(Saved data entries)

use std::path::PathBuf;

use nalgebra::Vector3;
use serde::{Deserialize, Serialize};

use crate::error::ConfigError;

// ---------------------------------------------------------------------------
// Serde default functions
// ---------------------------------------------------------------------------

fn default_cache_dir() -> PathBuf {
    PathBuf::from("/tmp/strider")
}

fn default_model_name() -> String {
    "MotionTrackingCost".into()
}

// ---------------------------------------------------------------------------
// TrackingWeights
// ---------------------------------------------------------------------------

/// Per-field weights of the motion tracking cost.
///
/// Leg fields apply identically to every leg. Values are the diagonal of the
/// quadratic weight, so the cost stores their square roots.
#[derive(Debug, Clone, PartialEq)]
pub struct TrackingWeights {
    pub euler_xyz: Vector3<f64>,
    pub com_position: Vector3<f64>,
    pub com_angular_velocity: Vector3<f64>,
    pub com_linear_velocity: Vector3<f64>,
    /// HAA, HFE, KFE.
    pub joint_position: Vector3<f64>,
    pub foot_position: Vector3<f64>,
    pub foot_velocity: Vector3<f64>,
    pub contact_force: Vector3<f64>,
}

impl Default for TrackingWeights {
    fn default() -> Self {
        Self {
            euler_xyz: Vector3::new(100.0, 300.0, 300.0),
            com_position: Vector3::new(0.0, 0.0, 1000.0),
            com_angular_velocity: Vector3::new(5.0, 10.0, 10.0),
            com_linear_velocity: Vector3::new(15.0, 15.0, 30.0),
            joint_position: Vector3::new(2.0, 2.0, 1.0),
            foot_position: Vector3::new(0.1, 0.1, 0.1),
            foot_velocity: Vector3::new(1.0, 1.0, 5.0),
            contact_force: Vector3::new(0.01, 0.01, 0.01),
        }
    }
}

impl TrackingWeights {
    /// Every weight must be finite and non-negative.
    pub fn validate(&self) -> Result<(), ConfigError> {
        for (field, value) in self.named_values() {
            if !value.is_finite() || value < 0.0 {
                return Err(ConfigError::InvalidWeight { field, value });
            }
        }
        Ok(())
    }

    /// Parse the table named `table` out of a TOML document.
    pub fn from_toml_str(content: &str, table: &str) -> Result<Self, ConfigError> {
        let document: toml::Table = content.parse()?;
        let value = document
            .get(table)
            .cloned()
            .ok_or_else(|| ConfigError::MissingTable(table.to_string()))?;
        let file: TrackingWeightsFile = value.try_into()?;
        let weights = Self::from(file);
        weights.validate()?;
        Ok(weights)
    }

    /// Load from the table named `table` of a TOML file.
    pub fn from_file(path: impl AsRef<std::path::Path>, table: &str) -> Result<Self, ConfigError> {
        let content = std::fs::read_to_string(path)?;
        Self::from_toml_str(&content, table)
    }

    fn named_values(&self) -> [(&'static str, f64); 24] {
        [
            ("roll", self.euler_xyz.x),
            ("pitch", self.euler_xyz.y),
            ("yaw", self.euler_xyz.z),
            ("base_position_x", self.com_position.x),
            ("base_position_y", self.com_position.y),
            ("base_position_z", self.com_position.z),
            ("base_angular_vel_x", self.com_angular_velocity.x),
            ("base_angular_vel_y", self.com_angular_velocity.y),
            ("base_angular_vel_z", self.com_angular_velocity.z),
            ("base_linear_vel_x", self.com_linear_velocity.x),
            ("base_linear_vel_y", self.com_linear_velocity.y),
            ("base_linear_vel_z", self.com_linear_velocity.z),
            ("joint_position_HAA", self.joint_position.x),
            ("joint_position_HFE", self.joint_position.y),
            ("joint_position_KFE", self.joint_position.z),
            ("foot_position_x", self.foot_position.x),
            ("foot_position_y", self.foot_position.y),
            ("foot_position_z", self.foot_position.z),
            ("foot_velocity_x", self.foot_velocity.x),
            ("foot_velocity_y", self.foot_velocity.y),
            ("foot_velocity_z", self.foot_velocity.z),
            ("contact_force_x", self.contact_force.x),
            ("contact_force_y", self.contact_force.y),
            ("contact_force_z", self.contact_force.z),
        ]
    }
}

/// On-disk layout: one named scalar per weight.
#[derive(Debug, Clone, Serialize, Deserialize)]
#[allow(non_snake_case)]
struct TrackingWeightsFile {
    roll: f64,
    pitch: f64,
    yaw: f64,
    base_position_x: f64,
    base_position_y: f64,
    base_position_z: f64,
    base_angular_vel_x: f64,
    base_angular_vel_y: f64,
    base_angular_vel_z: f64,
    base_linear_vel_x: f64,
    base_linear_vel_y: f64,
    base_linear_vel_z: f64,
    joint_position_HAA: f64,
    joint_position_HFE: f64,
    joint_position_KFE: f64,
    foot_position_x: f64,
    foot_position_y: f64,
    foot_position_z: f64,
    foot_velocity_x: f64,
    foot_velocity_y: f64,
    foot_velocity_z: f64,
    contact_force_x: f64,
    contact_force_y: f64,
    contact_force_z: f64,
}

impl From<TrackingWeightsFile> for TrackingWeights {
    fn from(f: TrackingWeightsFile) -> Self {
        Self {
            euler_xyz: Vector3::new(f.roll, f.pitch, f.yaw),
            com_position: Vector3::new(f.base_position_x, f.base_position_y, f.base_position_z),
            com_angular_velocity: Vector3::new(
                f.base_angular_vel_x,
                f.base_angular_vel_y,
                f.base_angular_vel_z,
            ),
            com_linear_velocity: Vector3::new(
                f.base_linear_vel_x,
                f.base_linear_vel_y,
                f.base_linear_vel_z,
            ),
            joint_position: Vector3::new(
                f.joint_position_HAA,
                f.joint_position_HFE,
                f.joint_position_KFE,
            ),
            foot_position: Vector3::new(f.foot_position_x, f.foot_position_y, f.foot_position_z),
            foot_velocity: Vector3::new(f.foot_velocity_x, f.foot_velocity_y, f.foot_velocity_z),
            contact_force: Vector3::new(f.contact_force_x, f.contact_force_y, f.contact_force_z),
        }
    }
}

// ---------------------------------------------------------------------------
// AdSettings
// ---------------------------------------------------------------------------

/// Settings handed to the derivative backend when compiling a residual.
#[derive(Debug, Clone, PartialEq, Eq, Serialize, Deserialize)]
pub struct AdSettings {
    /// Name of the compiled model; part of the cache key.
    #[serde(default = "default_model_name")]
    pub model_name: String,

    /// Build-cache location; part of the cache key.
    #[serde(default = "default_cache_dir")]
    pub cache_dir: PathBuf,

    /// Discard any cached evaluator and compile again.
    #[serde(default)]
    pub recompile: bool,
}

impl Default for AdSettings {
    fn default() -> Self {
        Self {
            model_name: default_model_name(),
            cache_dir: default_cache_dir(),
            recompile: false,
        }
    }
}

impl AdSettings {
    pub fn new(model_name: impl Into<String>) -> Self {
        Self {
            model_name: model_name.into(),
            ..Self::default()
        }
    }

    /// Builder: set the recompile flag.
    #[must_use]
    pub const fn with_recompile(mut self, recompile: bool) -> Self {
        self.recompile = recompile;
        self
    }

    /// Builder: set the cache directory.
    #[must_use]
    pub fn with_cache_dir(mut self, cache_dir: impl Into<PathBuf>) -> Self {
        self.cache_dir = cache_dir.into();
        self
    }

    /// Location the compiled model is keyed under.
    pub fn model_path(&self) -> PathBuf {
        self.cache_dir.join(&self.model_name)
    }
}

Work to complete: Extract the data exactly as given.

Output of the task:
use std::path::PathBuf;

use nalgebra::Vector3;
use serde::{Deserialize, Serialize};

use crate::error::ConfigError;

// ---------------------------------------------------------------------------
// Serde default functions
// ---------------------------------------------------------------------------

fn default_cache_dir() -> PathBuf {
    PathBuf::from("/tmp/strider")
}

fn default_model_name() -> String {
    "MotionTrackingCost".into()
}

// ---------------------------------------------------------------------------
// TrackingWeights
// ---------------------------------------------------------------------------

/// Per-field weights of the motion tracking cost.
///
/// Leg fields apply identically to every leg. Values are the diagonal of the
/// quadratic weight, so the cost stores their square roots.
#[derive(Debug, Clone, PartialEq)]
pub struct TrackingWeights {
    pub euler_xyz: Vector3<f64>,
    pub com_position: Vector3<f64>,
    pub com_angular_velocity: Vector3<f64>,
    pub com_linear_velocity: Vector3<f64>,
    /// HAA, HFE, KFE.
    pub joint_position: Vector3<f64>,
    pub foot_position: Vector3<f64>,
    pub foot_velocity: Vector3<f64>,
    pub contact_force: Vector3<f64>,
}

impl Default for TrackingWeights {
    fn default() -> Self {
        Self {
            euler_xyz: Vector3::new(100.0, 300.0, 300.0),
            com_position: Vector3::new(0.0, 0.0, 1000.0),
            com_angular_velocity: Vector3::new(5.0, 10.0, 10.0),
            com_linear_velocity: Vector3::new(15.0, 15.0, 30.0),
            joint_position: Vector3::new(2.0, 2.0, 1.0),
            foot_position: Vector3::new(0.1, 0.1, 0.1),
            foot_velocity: Vector3::new(1.0, 1.0, 5.0),
            contact_force: Vector3::new(0.01, 0.01, 0.01),
        }
    }
}

impl TrackingWeights {
    /// Every weight must be finite and non-negative.
    pub fn validate(&self) -> Result<(), ConfigError> {
        for (field, value) in self.named_values() {
            if !value.is_finite() || value < 0.0 {
                return Err(ConfigError::InvalidWeight { field, value });
            }
        }
        Ok(())
    }

    /// Parse the table named `table` out of a TOML document.
    pub fn from_toml_str(content: &str, table: &str) -> Result<Self, ConfigError> {
        let document: toml::Table = content.parse()?;
        let value = document
            .get(table)
            .cloned()
            .ok_or_else(|| ConfigError::MissingTable(table.to_string()))?;
        let file: TrackingWeightsFile = value.try_into()?;
        let weights = Self::from(file);
        weights.validate()?;
        Ok(weights)
    }

    /// Load from the table named `table` of a TOML file.
    pub fn from_file(path: impl AsRef<std::path::Path>, table: &str) -> Result<Self, ConfigError> {
        let content = std::fs::read_to_string(path)?;
        Self::from_toml_str(&content, table)
    }

    fn named_values(&self) -> [(&'static str, f64); 24] {
        [
            ("roll", self.euler_xyz.x),
            ("pitch", self.euler_xyz.y),
            ("yaw", self.euler_xyz.z),
            ("base_position_x", self.com_position.x),
            ("base_position_y", self.com_position.y),
            ("base_position_z", self.com_position.z),
            ("base_angular_vel_x", self.com_angular_velocity.x),
            ("base_angular_vel_y", self.com_angular_velocity.y),
            ("base_angular_vel_z", self.com_angular_velocity.z),
            ("base_linear_vel_x", self.com_linear_velocity.x),
            ("base_linear_vel_y", self.com_linear_velocity.y),
            ("base_linear_vel_z", self.com_linear_velocity.z),
            ("joint_position_HAA", self.joint_position.x),
            ("joint_position_HFE", self.joint_position.y),
            ("joint_position_KFE", self.joint_position.z),
            ("foot_position_x", self.foot_position.x),
            ("foot_position_y", self.foot_position.y),
            ("foot_position_z", self.foot_position.z),
            ("foot_velocity_x", self.foot_velocity.x),
            ("foot_velocity_y", self.foot_velocity.y),
            ("foot_velocity_z", self.foot_velocity.z),
            ("contact_force_x", self.contact_force.x),
            ("contact_force_y", self.contact_force.y),
            ("contact_force_z", self.contact_force.z),
        ]
    }
}

/// On-disk layout: one named scalar per weight.
#[derive(Debug, Clone, Serialize, Deserialize)]
#[allow(non_snake_case)]
struct TrackingWeightsFile {
    roll: f64,
    pitch: f64,
    yaw: f64,
    base_position_x: f64,
    base_position_y: f64,
    base_position_z: f64,
    base_angular_vel_x: f64,
    base_angular_vel_y: f64,
    base_angular_vel_z: f64,
    base_linear_vel_x: f64,
    base_linear_vel_y: f64,
    base_linear_vel_z: f64,
    joint_position_HAA: f64,
    joint_position_HFE: f64,
    joint_position_KFE: f64,
    foot_position_x: f64,
    foot_position_y: f64,
    foot_position_z: f64,
    foot_velocity_x: f64,
    foot_velocity_y: f64,
    foot_velocity_z: f64,
    contact_force_x: f64,
    contact_force_y: f64,
    contact_force_z: f64,
}

impl From<TrackingWeightsFile> for TrackingWeights {
    fn from(f: TrackingWeightsFile) -> Self {
        Self {
            euler_xyz: Vector3::new(f.roll, f.pitch, f.yaw),
            com_position: Vector3::new(f.base_position_x, f.base_position_y, f.base_position_z),
            com_angular_velocity: Vector3::new(
                f.base_angular_vel_x,
                f.base_angular_vel_y,
                f.base_angular_vel_z,
            ),
            com_linear_velocity: Vector3::new(
                f.base_linear_vel_x,
                f.base_linear_vel_y,
                f.base_linear_vel_z,
            ),
            joint_position: Vector3::new(
                f.joint_position_HAA,
                f.joint_position_HFE,
                f.joint_position_KFE,
            ),
            foot_position: Vector3::new(f.foot_position_x, f.foot_position_y, f.foot_position_z),
            foot_velocity: Vector3::new(f.foot_velocity_x, f.foot_velocity_y, f.foot_velocity_z),
            contact_force: Vector3::new(f.contact_force_x, f.contact_force_y, f.contact_force_z),
        }
    }
}

// ---------------------------------------------------------------------------
// AdSettings
// ---------------------------------------------------------------------------

/// Settings handed to the derivative backend when compiling a residual.
#[derive(Debug, Clone, PartialEq, Eq, Serialize, Deserialize)]
pub struct AdSettings {
    /// Name of the compiled model; part of the cache key.
    #[serde(default = "default_model_name")]
    pub model_name: String,

    /// Build-cache location; part of the cache key.
    #[serde(default = "default_cache_dir")]
    pub cache_dir: PathBuf,

    /// Discard any cached evaluator and compile again.
    #[serde(default)]
    pub recompile: bool,
}

impl Default for AdSettings {
    fn default() -> Self {
        Self {
            model_name: default_model_name(),
            cache_dir: default_cache_dir(),
            recompile: false,
        }
    }
}

impl AdSettings {
    pub fn new(model_name: impl Into<String>) -> Self {
        Self {
            model_name: model_name.into(),
            ..Self::default()
        }
    }

    /// Builder: set the recompile flag.
    #[must_use]
    pub const fn with_recompile(mut self, recompile: bool) -> Self {
        self.recompile = recompile;
        self
    }

    /// Builder: set the cache directory.
    #[must_use]
    pub fn with_cache_dir(mut self, cache_dir: impl Into<PathBuf>) -> Self {
        self.cache_dir = cache_dir.into();
        self
    }

    /// Location the compiled model is keyed under.
    pub fn model_path(&self) -> PathBuf {
        self.cache_dir.join(&self.model_name)
    }
}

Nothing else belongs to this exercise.